| Problem |
Extract precisely the lines of the entries below, from the first line through the line containing "const DEFAULT_VALUE_MAX: usize = 500;".

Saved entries
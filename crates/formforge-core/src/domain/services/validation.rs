//! Submission and request validation

use std::collections::BTreeMap;

use regex::Regex;

use crate::domain::aggregates::{Field, FieldChanges, FieldSpec};
use crate::domain::value_objects::typed_value::parse_number;
use crate::domain::value_objects::FieldType;
use crate::error::FormsError;

// ASCII word characters; the regex crate's `\w` is Unicode-aware
const EMAIL_PATTERN: &str = r"^[A-Za-z0-9_\-.]+@([A-Za-z0-9_-]+\.)+[A-Za-z0-9_-]{2,4}$";
const FIELD_KEY_PATTERN: &str = r"^[a-zA-Z][a-zA-Z0-9_]*$";

const TITLE_MAX: usize = 255;
const DESCRIPTION_MAX: usize = 5000;
const KEY_MAX: usize = 100;
const LABEL_MAX: usize = 255;
const PLACEHOLDER_MAX: usize = 255;
const HELP_TEXT_MAX: usize = 1000;
const DEFAULT_VALUE_MAX: usize = 500;

/// Checks submitted values against the active fields of a form
pub struct SubmissionValidator {
    email: Regex,
}

impl SubmissionValidator {
    pub fn new() -> Self {
        Self {
            email: Regex::new(EMAIL_PATTERN).expect("email pattern compiles"),
        }
    }

    /// Every failing field is reported, keyed by field key. Empty map means valid.
    pub fn validate(
        &self,
        fields: &[Field],
        values: &BTreeMap<String, String>,
    ) -> BTreeMap<String, String> {
        let mut errors = BTreeMap::new();

        for field in fields.iter().filter(|f| f.is_active()) {
            let value = values.get(&field.key).map(|v| v.trim()).unwrap_or("");

            if value.is_empty() {
                if field.required {
                    errors.insert(field.key.clone(), format!("{} is required", field.label));
                }
                continue;
            }

            match field.field_type {
                FieldType::Email if !self.email.is_match(value) => {
                    errors.insert(field.key.clone(), "Invalid email format".to_string());
                }
                FieldType::Number if parse_number(value).is_none() => {
                    errors.insert(field.key.clone(), "Must be a valid number".to_string());
                }
                _ => {}
            }
        }

        errors
    }
}

impl Default for SubmissionValidator {
    fn default() -> Self {
        Self::new()
    }
}

/// Attribute constraints on creator input
pub struct RequestRules;

impl RequestRules {
    pub fn form_details(
        title: Option<&str>,
        description: Option<&str>,
        title_required: bool,
    ) -> Result<(), FormsError> {
        let mut errors = BTreeMap::new();

        match title {
            Some(t) if t.trim().is_empty() => {
                errors.insert("title".into(), "Title is required".into());
            }
            Some(t) if t.chars().count() > TITLE_MAX => {
                errors.insert("title".into(), too_long("Title", TITLE_MAX));
            }
            None if title_required => {
                errors.insert("title".into(), "Title is required".into());
            }
            _ => {}
        }
        check_max(&mut errors, "description", "Description", description, DESCRIPTION_MAX);

        finish(errors)
    }

    pub fn field_spec(spec: &FieldSpec, key_pattern: &Regex) -> Result<(), FormsError> {
        let mut errors = BTreeMap::new();

        if spec.key.trim().is_empty() {
            errors.insert("key".into(), "Field key is required".into());
        } else if spec.key.chars().count() > KEY_MAX {
            errors.insert("key".into(), too_long("Field key", KEY_MAX));
        } else if !key_pattern.is_match(&spec.key) {
            errors.insert(
                "key".into(),
                "Field key must start with a letter and contain only letters, numbers, and underscores"
                    .into(),
            );
        }

        if spec.label.trim().is_empty() {
            errors.insert("label".into(), "Label is required".into());
        }
        check_max(&mut errors, "label", "Label", Some(&spec.label), LABEL_MAX);
        check_optional_attributes(
            &mut errors,
            spec.placeholder.as_deref(),
            spec.help_text.as_deref(),
            spec.default_value.as_deref(),
        );

        finish(errors)
    }

    pub fn field_changes(changes: &FieldChanges) -> Result<(), FormsError> {
        let mut errors = BTreeMap::new();

        if let Some(label) = &changes.label {
            if label.trim().is_empty() {
                errors.insert("label".into(), "Label is required".into());
            }
            check_max(&mut errors, "label", "Label", Some(label), LABEL_MAX);
        }
        check_optional_attributes(
            &mut errors,
            changes.placeholder.as_deref(),
            changes.help_text.as_deref(),
            changes.default_value.as_deref(),
        );

        finish(errors)
    }

    pub fn key_pattern() -> Regex {
        Regex::new(FIELD_KEY_PATTERN).expect("field key pattern compiles")
    }
}

fn check_optional_attributes(
    errors: &mut BTreeMap<String, String>,
    placeholder: Option<&str>,
    help_text: Option<&str>,
    default_value: Option<&str>,
) {
    check_max(errors, "placeholder", "Placeholder", placeholder, PLACEHOLDER_MAX);
    check_max(errors, "help_text", "Help text", help_text, HELP_TEXT_MAX);
    check_max(errors, "default_value", "Default value", default_value, DEFAULT_VALUE_MAX);
}

fn check_max(
    errors: &mut BTreeMap<String, String>,
    attribute: &str,
    name: &str,
    value: Option<&str>,
    max: usize,
) {
    if let Some(value) = value {
        if value.chars().count() > max && !errors.contains_key(attribute) {
            errors.insert(attribute.to_string(), too_long(name, max));
        }
    }
}

fn too_long(name: &str, max: usize) -> String {
    format!("{} must not exceed {} characters", name, max)
}

fn finish(errors: BTreeMap<String, String>) -> Result<(), FormsError> {
    if errors.is_empty() {
        Ok(())
    } else {
        Err(FormsError::validation("Validation failed", errors))
    }
}

#[cfg(test)]
mod tests {
    use super::*;
    use crate::domain::value_objects::{FieldId, FormId};
    use chrono::Utc;

    fn field(key: &str, field_type: FieldType, required: bool) -> Field {
        Field::define(
            FieldId::new(1),
            FormId::new(1),
            FieldSpec {
                key: key.into(),
                label: key.to_string(),
                field_type: Some(field_type),
                required,
                ..Default::default()
            },
            1,
            Utc::now(),
        )
    }

    fn values(pairs: &[(&str, &str)]) -> BTreeMap<String, String> {
        pairs.iter().map(|(k, v)| (k.to_string(), v.to_string())).collect()
    }

    #[test]
    fn test_required_field_missing() {
        let validator = SubmissionValidator::new();
        let errors = validator.validate(&[field("name", FieldType::Text, true)], &values(&[]));
        assert_eq!(errors.get("name").map(String::as_str), Some("name is required"));
    }

    #[test]
    fn test_blank_counts_as_missing() {
        let validator = SubmissionValidator::new();
        let errors =
            validator.validate(&[field("name", FieldType::Text, true)], &values(&[("name", "  ")]));
        assert!(errors.contains_key("name"));
    }

    #[test]
    fn test_collects_every_failure() {
        let validator = SubmissionValidator::new();
        let fields = vec![
            field("email", FieldType::Email, false),
            field("age", FieldType::Number, false),
            field("name", FieldType::Text, true),
        ];
        let errors = validator.validate(&fields, &values(&[("email", "nope"), ("age", "old")]));
        assert_eq!(errors.len(), 3);
        assert_eq!(errors["email"], "Invalid email format");
        assert_eq!(errors["age"], "Must be a valid number");
    }

    #[test]
    fn test_valid_values_pass() {
        let validator = SubmissionValidator::new();
        let fields = vec![
            field("email", FieldType::Email, true),
            field("age", FieldType::Number, true),
        ];
        let errors = validator.validate(
            &fields,
            &values(&[("email", "first.last@mail.example.org"), ("age", "25")]),
        );
        assert!(errors.is_empty());
    }

    #[test]
    fn test_email_rejects_non_ascii_letters() {
        let validator = SubmissionValidator::new();
        let fields = vec![field("email", FieldType::Email, true)];

        let errors = validator.validate(&fields, &values(&[("email", "jöhn@b.com")]));
        assert_eq!(errors["email"], "Invalid email format");

        let errors = validator.validate(&fields, &values(&[("email", "john_doe-1@b.com")]));
        assert!(errors.is_empty());
    }

    #[test]
    fn test_optional_empty_skips_type_checks() {
        let validator = SubmissionValidator::new();
        let errors = validator.validate(&[field("email", FieldType::Email, false)], &values(&[]));
        assert!(errors.is_empty());
    }

    #[test]
    fn test_form_details_rules() {
        assert!(RequestRules::form_details(Some("Survey"), None, true).is_ok());
        assert!(RequestRules::form_details(None, None, false).is_ok());

        let err = RequestRules::form_details(None, Some(&"x".repeat(5001)), true).unwrap_err();
        match err {
            FormsError::ValidationFailed { errors, .. } => {
                assert!(errors.contains_key("title"));
                assert!(errors.contains_key("description"));
            }
            other => panic!("unexpected {other:?}"),
        }
    }

    #[test]
    fn test_field_key_rules() {
        let pattern = RequestRules::key_pattern();
        let mut spec = FieldSpec {
            key: "first_name".into(),
            label: "First name".into(),
            ..Default::default()
        };
        assert!(RequestRules::field_spec(&spec, &pattern).is_ok());

        for bad in ["1st", "first-name", "", "a b"] {
            spec.key = bad.into();
            assert!(RequestRules::field_spec(&spec, &pattern).is_err(), "{bad}");
        }

        spec.key = format!("a{}", "b".repeat(100));
        assert!(RequestRules::field_spec(&spec, &pattern).is_err());
    }

    #[test]
    fn test_field_changes_rules() {
        assert!(RequestRules::field_changes(&FieldChanges::default()).is_ok());
        let changes = FieldChanges {
            help_text: Some("h".repeat(1001)),
            ..Default::default()
        };
        assert!(RequestRules::field_changes(&changes).is_err());
    }
}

| Response to the exercise |
filename crates/formforge-core/src/domain/services/validation.rs
//! Submission and request validation

use std::collections::BTreeMap;

use regex::Regex;

use crate::domain::aggregates::{Field, FieldChanges, FieldSpec};
use crate::domain::value_objects::typed_value::parse_number;
use crate::domain::value_objects::FieldType;
use crate::error::FormsError;

// ASCII word characters; the regex crate's `\w` is Unicode-aware
const EMAIL_PATTERN: &str = r"^[A-Za-z0-9_\-.]+@([A-Za-z0-9_-]+\.)+[A-Za-z0-9_-]{2,4}$";
const FIELD_KEY_PATTERN: &str = r"^[a-zA-Z][a-zA-Z0-9_]*$";

const TITLE_MAX: usize = 255;
const DESCRIPTION_MAX: usize = 5000;
const KEY_MAX: usize = 100;
const LABEL_MAX: usize = 255;
const PLACEHOLDER_MAX: usize = 255;
const HELP_TEXT_MAX: usize = 1000;
const DEFAULT_VALUE_MAX: usize = 500;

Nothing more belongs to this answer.